Originally posted at AMERICAblog.
Eliot Spitzer has a piece in Slate wherein he offers advice to the President about how to reduce unemployment and fix the housing market. On housing, Spitzer writes:
The administration, in conjunction with the Federal Reserve, should insist that banks, in return for all the taxpayer subsidies they have gotten and continue to receive, reduce any mortgage that exceeds the value of the house. Once it is established that the homeowner is underwater, other variables can be considered to determine how much the mortgage should be reduced: the income of the borrower, the year the mortgage was issued, the behavior of the bank in recommending the mortgage, or the culpability of the borrower in misrepresenting income levels.Borrowers with reduced mortgages would have more money to spend, thus boosting the economy and relieving the housing market of a huge overhang. Owners would regain mobility, and the market could set a clearing price. Many also believe that the banks would come out ahead—facing fewer foreclosures, less abandonment, fewer houses stockpiled.
Spitzer is right that the weak housing market and the ongoing foreclosure crisis is a huge drag on the economy. Being underwater is the single largest predictor of a house being foreclosed. Large-scale principle reduction would be a way to keep homeowners in their homes, reduce foreclosures, enable more homeowners to move to pursue new jobs, and reduce the stress of unemployment and under-employment on the housing market. Spitzer is also right to point out that Wall Street banks already received their bailout from the American public. Asking for something in return now is fair and a stronger economy is better for both the housing market and the banks too.
On jobs, Spitzer’s suggestion is pretty simple:
He should establish a jobs program. Do the simple math: We are spending more than $110 billion annually in Afghanistan. Stop it. Or scale it back to the sort of covert operations and drone war that is warranted. Savings? Perhaps about $100 billion—per year. Use that money to create up to 5 million jobs at $20,000 each.

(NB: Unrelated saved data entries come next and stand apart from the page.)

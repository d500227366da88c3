//! Builds concrete keyboards from declarative row specs

use serde_json::Value;

use crate::metrics::RenderMetrics;
use crate::template::{
    report_gaps, split_head, walk, ContextLookup, InterpolationGap, Interpolator,
};

use super::types::{
    ActionSpec, Button, ButtonAction, ButtonSpec, GeneratorSpec, Keyboard, KeyboardLayout, RowSpec,
};

/// Context for one generated button: the element under its alias, its
/// position under `<alias>_index`, and everything from the outer context
struct ItemScope<'a, C: ?Sized> {
    parent: &'a C,
    alias: &'a str,
    item: &'a Value,
    index_key: &'a str,
    index: Value,
}

impl<C: ContextLookup + ?Sized> ContextLookup for ItemScope<'_, C> {
    fn lookup(&self, path: &str) -> Option<&Value> {
        let (head, rest) = split_head(path);
        if head == self.alias {
            return walk(self.item, rest);
        }
        if path == self.index_key {
            return Some(&self.index);
        }
        self.parent.lookup(path)
    }
}

/// Keyboard plus the label gaps found while building it
#[derive(Debug, Clone, PartialEq)]
pub struct BuiltKeyboard {
    pub keyboard: Option<Keyboard>,
    pub gaps: Vec<InterpolationGap>,
}

#[derive(Debug, Clone, Default)]
pub struct KeyboardBuilder {
    interpolator: Interpolator,
}

impl KeyboardBuilder {
    pub fn new(interpolator: Interpolator) -> Self {
        Self { interpolator }
    }

    /// Build a keyboard; `None` when no row survives
    pub fn build<C: ContextLookup + ?Sized>(
        &self,
        spec: &[RowSpec],
        layout: &KeyboardLayout,
        context: &C,
    ) -> Option<Keyboard> {
        self.build_with_gaps(spec, layout, context).keyboard
    }

    /// Build a keyboard and collect label gaps, reported once per build.
    ///
    /// Rows keep their declared order. A generator whose list is absent,
    /// not a list, or empty contributes no row.
    pub fn build_with_gaps<C: ContextLookup + ?Sized>(
        &self,
        spec: &[RowSpec],
        layout: &KeyboardLayout,
        context: &C,
    ) -> BuiltKeyboard {
        let mut gaps = Vec::new();
        let mut rows = Vec::with_capacity(spec.len());

        for row in spec {
            let buttons = match row {
                RowSpec::Fixed(buttons) => buttons
                    .iter()
                    .map(|b| self.build_button(b, context, &mut gaps))
                    .collect::<Vec<_>>(),
                RowSpec::Generated(gen) => self.expand(gen, context, &mut gaps),
            };

            if !buttons.is_empty() {
                rows.push(buttons);
            }
        }

        let keyboard = (!rows.is_empty()).then(|| Keyboard {
            kind: layout.kind,
            rows,
            resize_keyboard: layout.resize_keyboard,
            one_time_keyboard: layout.one_time_keyboard,
        });

        report_gaps(&gaps, "label");

        BuiltKeyboard { keyboard, gaps }
    }

    fn expand<C: ContextLookup + ?Sized>(
        &self,
        gen: &GeneratorSpec,
        context: &C,
        gaps: &mut Vec<InterpolationGap>,
    ) -> Vec<Button> {
        let items = match context.lookup(&gen.for_each) {
            Some(Value::Array(items)) if !items.is_empty() => items,
            Some(Value::Array(_)) => {
                tracing::debug!(for_each = %gen.for_each, "Generator list empty, row skipped");
                RenderMetrics::record_row_skipped();
                return Vec::new();
            }
            Some(other) => {
                tracing::warn!(
                    for_each = %gen.for_each,
                    found = json_type(other),
                    "Generator source is not a list, row skipped"
                );
                RenderMetrics::record_row_skipped();
                return Vec::new();
            }
            None => {
                tracing::warn!(
                    for_each = %gen.for_each,
                    "Generator list missing from context, row skipped"
                );
                RenderMetrics::record_row_skipped();
                return Vec::new();
            }
        };

        let index_key = gen.index_key();
        let mut buttons = Vec::with_capacity(items.len() * gen.buttons.len());

        for (index, item) in items.iter().enumerate() {
            let scope = ItemScope {
                parent: context,
                alias: &gen.alias,
                item,
                index_key: &index_key,
                index: Value::from(index),
            };
            for spec in &gen.buttons {
                buttons.push(self.build_button(spec, &scope, gaps));
            }
        }

        buttons
    }

    fn build_button<C: ContextLookup + ?Sized>(
        &self,
        spec: &ButtonSpec,
        context: &C,
        gaps: &mut Vec<InterpolationGap>,
    ) -> Button {
        let text = self.render(&spec.text, context, gaps);
        let action = spec.action().map(|action| match action {
            ActionSpec::Static(token) => ButtonAction::Callback(token.to_string()),
            ActionSpec::Template(template) => {
                ButtonAction::Callback(self.render(template, context, gaps))
            }
            ActionSpec::Url(template) => ButtonAction::Url(self.render(template, context, gaps)),
        });

        Button { text, action }
    }

    fn render<C: ContextLookup + ?Sized>(
        &self,
        template: &str,
        context: &C,
        gaps: &mut Vec<InterpolationGap>,
    ) -> String {
        let out = self.interpolator.interpolate(template, context);
        for gap in out.gaps {
            if !gaps.contains(&gap) {
                gaps.push(gap);
            }
        }
        out.text
    }
}

fn json_type(value: &Value) -> &'static str {
    match value {
        Value::Null => "null",
        Value::Bool(_) => "bool",
        Value::Number(_) => "number",
        Value::String(_) => "string",
        Value::Array(_) => "array",
        Value::Object(_) => "object",
    }
}

#[cfg(test)]
mod tests {
    use super::*;
    use crate::keyboard::KeyboardKind;
    use crate::template::RenderContext;
    use serde_json::json;
    use std::sync::atomic::{AtomicUsize, Ordering};
    use std::sync::Arc;
    use tracing_subscriber::layer::{Context, SubscriberExt};
    use tracing_subscriber::Layer;

    /// Counts gap warnings emitted on the current thread
    struct GapWarnings(Arc<AtomicUsize>);

    impl<S: tracing::Subscriber> Layer<S> for GapWarnings {
        fn on_event(&self, event: &tracing::Event<'_>, _ctx: Context<'_, S>) {
            let meta = event.metadata();
            if *meta.level() == tracing::Level::WARN
                && meta.fields().field("placeholder").is_some()
            {
                self.0.fetch_add(1, Ordering::SeqCst);
            }
        }
    }

    fn rows(value: Value) -> Vec<RowSpec> {
        serde_json::from_value(value).unwrap()
    }

    fn ctx(value: Value) -> RenderContext {
        RenderContext::from_value(value).unwrap()
    }

    fn callback(button: &Button) -> &str {
        match &button.action {
            Some(ButtonAction::Callback(data)) => data,
            other => panic!("expected callback, got {:?}", other),
        }
    }

    #[test]
    fn test_fixed_rows_preserve_order() {
        let spec = rows(json!([
            [{ "text": "B", "callback_data": "b" }, { "text": "A", "callback_data": "a" }],
            [{ "text": "B", "callback_data": "b" }]
        ]));

        let keyboard = KeyboardBuilder::default()
            .build(&spec, &KeyboardLayout::default(), &RenderContext::new())
            .unwrap();

        let labels: Vec<Vec<&str>> = keyboard
            .rows
            .iter()
            .map(|row| row.iter().map(|b| b.text.as_str()).collect())
            .collect();
        assert_eq!(labels, vec![vec!["B", "A"], vec!["B"]]);
    }

    #[test]
    fn test_generator_one_button_per_item() {
        let spec = rows(json!([
            { "for_each": "items", "buttons": [{ "text": "{item.name} x{item.qty}", "callback_template": "item:{item.id}" }] }
        ]));
        let context = ctx(json!({
            "items": [
                { "id": 1, "name": "Tea", "qty": 2 },
                { "id": 2, "name": "Cake", "qty": 1 },
                { "id": 3, "name": "Jam", "qty": 5 }
            ]
        }));

        let keyboard = KeyboardBuilder::default()
            .build(&spec, &KeyboardLayout::default(), &context)
            .unwrap();

        assert_eq!(keyboard.rows.len(), 1);
        let row = &keyboard.rows[0];
        assert_eq!(row.len(), 3);
        assert_eq!(row[0].text, "Tea x2");
        assert_eq!(row[1].text, "Cake x1");
        assert_eq!(row[2].text, "Jam x5");
        assert_eq!(callback(&row[0]), "item:1");
        assert_eq!(callback(&row[2]), "item:3");
    }

    #[test]
    fn test_generator_alias_index_and_outer_context() {
        let spec = rows(json!([
            { "for_each": "order.lines", "as": "line", "buttons": [
                { "text": "{line_index}: {line}", "callback_template": "{order_id}:{line_index}" }
            ] }
        ]));
        let context = ctx(json!({ "order_id": "A7", "order": { "lines": ["x", "y"] } }));

        let keyboard = KeyboardBuilder::default()
            .build(&spec, &KeyboardLayout::default(), &context)
            .unwrap();

        let row = &keyboard.rows[0];
        assert_eq!(row[0].text, "0: x");
        assert_eq!(row[1].text, "1: y");
        assert_eq!(callback(&row[1]), "A7:1");
    }

    #[test]
    fn test_missing_or_empty_generator_row_is_skipped() {
        let spec = rows(json!([
            [{ "text": "Back", "callback_data": "back" }],
            { "for_each": "items", "buttons": [{ "text": "{item}", "callback_template": "{item}" }] }
        ]));

        for context in [
            RenderContext::new(),
            ctx(json!({ "items": [] })),
            ctx(json!({ "items": "not a list" })),
        ] {
            let keyboard = KeyboardBuilder::default()
                .build(&spec, &KeyboardLayout::default(), &context)
                .unwrap();
            assert_eq!(keyboard.rows.len(), 1);
            assert_eq!(keyboard.rows[0][0].text, "Back");
        }
    }

    #[test]
    fn test_empty_keyboard_is_none() {
        let builder = KeyboardBuilder::default();
        assert!(builder
            .build(&[], &KeyboardLayout::default(), &RenderContext::new())
            .is_none());

        let spec = rows(json!([
            { "for_each": "items", "buttons": [{ "text": "{item}", "callback_template": "{item}" }] }
        ]));
        assert!(builder
            .build(&spec, &KeyboardLayout::default(), &RenderContext::new())
            .is_none());
    }

    #[test]
    fn test_static_callback_is_not_interpolated() {
        let spec = rows(json!([[{ "text": "Raw", "callback_data": "{not_a_template}" }]]));
        let keyboard = KeyboardBuilder::default()
            .build(&spec, &KeyboardLayout::default(), &RenderContext::new())
            .unwrap();
        assert_eq!(callback(&keyboard.rows[0][0]), "{not_a_template}");
    }

    #[test]
    fn test_url_action_and_label_gaps() {
        let spec = rows(json!([[{ "text": "Open {name}", "url": "https://shop.example/o/{order_id}" }]]));
        let built = KeyboardBuilder::default().build_with_gaps(
            &spec,
            &KeyboardLayout::default(),
            &ctx(json!({ "order_id": 9 })),
        );

        let keyboard = built.keyboard.unwrap();
        assert_eq!(keyboard.rows[0][0].text, "Open {name}");
        assert_eq!(
            keyboard.rows[0][0].action,
            Some(ButtonAction::Url("https://shop.example/o/9".to_string()))
        );
        assert_eq!(built.gaps.len(), 1);
        assert_eq!(built.gaps[0].placeholder, "name");
    }

    #[test]
    fn test_reply_layout_is_carried() {
        let spec = rows(json!([[{ "text": "Yes" }, { "text": "No" }]]));
        let layout = KeyboardLayout {
            kind: KeyboardKind::Reply,
            resize_keyboard: true,
            one_time_keyboard: false,
        };

        let keyboard = KeyboardBuilder::default()
            .build(&spec, &layout, &RenderContext::new())
            .unwrap();
        assert_eq!(keyboard.kind, KeyboardKind::Reply);
        assert!(keyboard.resize_keyboard);
        assert!(keyboard.rows[0][0].action.is_none());
    }

    #[test]
    fn test_label_gaps_reported_once_per_build() {
        let spec = rows(json!([
            { "for_each": "items", "buttons": [{ "text": "{item.name} {item.size}", "callback_template": "pick:{item.id}" }] }
        ]));
        let context = ctx(json!({ "items": [
            { "name": "Tea", "id": 1 },
            { "name": "Cake", "id": 2 },
            { "name": "Juice", "id": 3 }
        ] }));

        let warnings = Arc::new(AtomicUsize::new(0));
        let subscriber = tracing_subscriber::registry().with(GapWarnings(warnings.clone()));
        let built = tracing::subscriber::with_default(subscriber, || {
            KeyboardBuilder::default().build_with_gaps(&spec, &KeyboardLayout::default(), &context)
        });

        assert_eq!(built.keyboard.unwrap().rows[0].len(), 3);
        assert_eq!(built.gaps.len(), 1);
        assert_eq!(built.gaps[0].placeholder, "item.size");
        assert_eq!(warnings.load(Ordering::SeqCst), 1);
    }
}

Repurposing money from war to jobs here in the US is undoubtedly a solid idea.
The real question becomes, does the administration want to pursue new ideas for job creation? Does the administration want to do what it takes to solve the foreclosure crisis? David Dayen thinks there are real new ideas that can be implemented by the administration, but they’re more interested in rehashing their original deficit reducing, job creating plans and bashing Congress for not taking action. Dayen likes Spitzer’s emphasis on the housing market and suggests a way for the administration to get widescale principle reduction without congressional say-so:
Fannie and Freddie own well over half of the mortgage market and they are full wards of the state. They could be employed to give mass refinancing deals or even principal reduction. The FHFA, Fannie and Freddie’s government overseer, has been reluctant to do this. I believe he serves at the pleasure of the President, so there are options to make that work.
It comes down to a question of what solutions the Obama administration want to deploy. It’d be great if the administration went this route, but I won’t hold my breathe for this sort of action.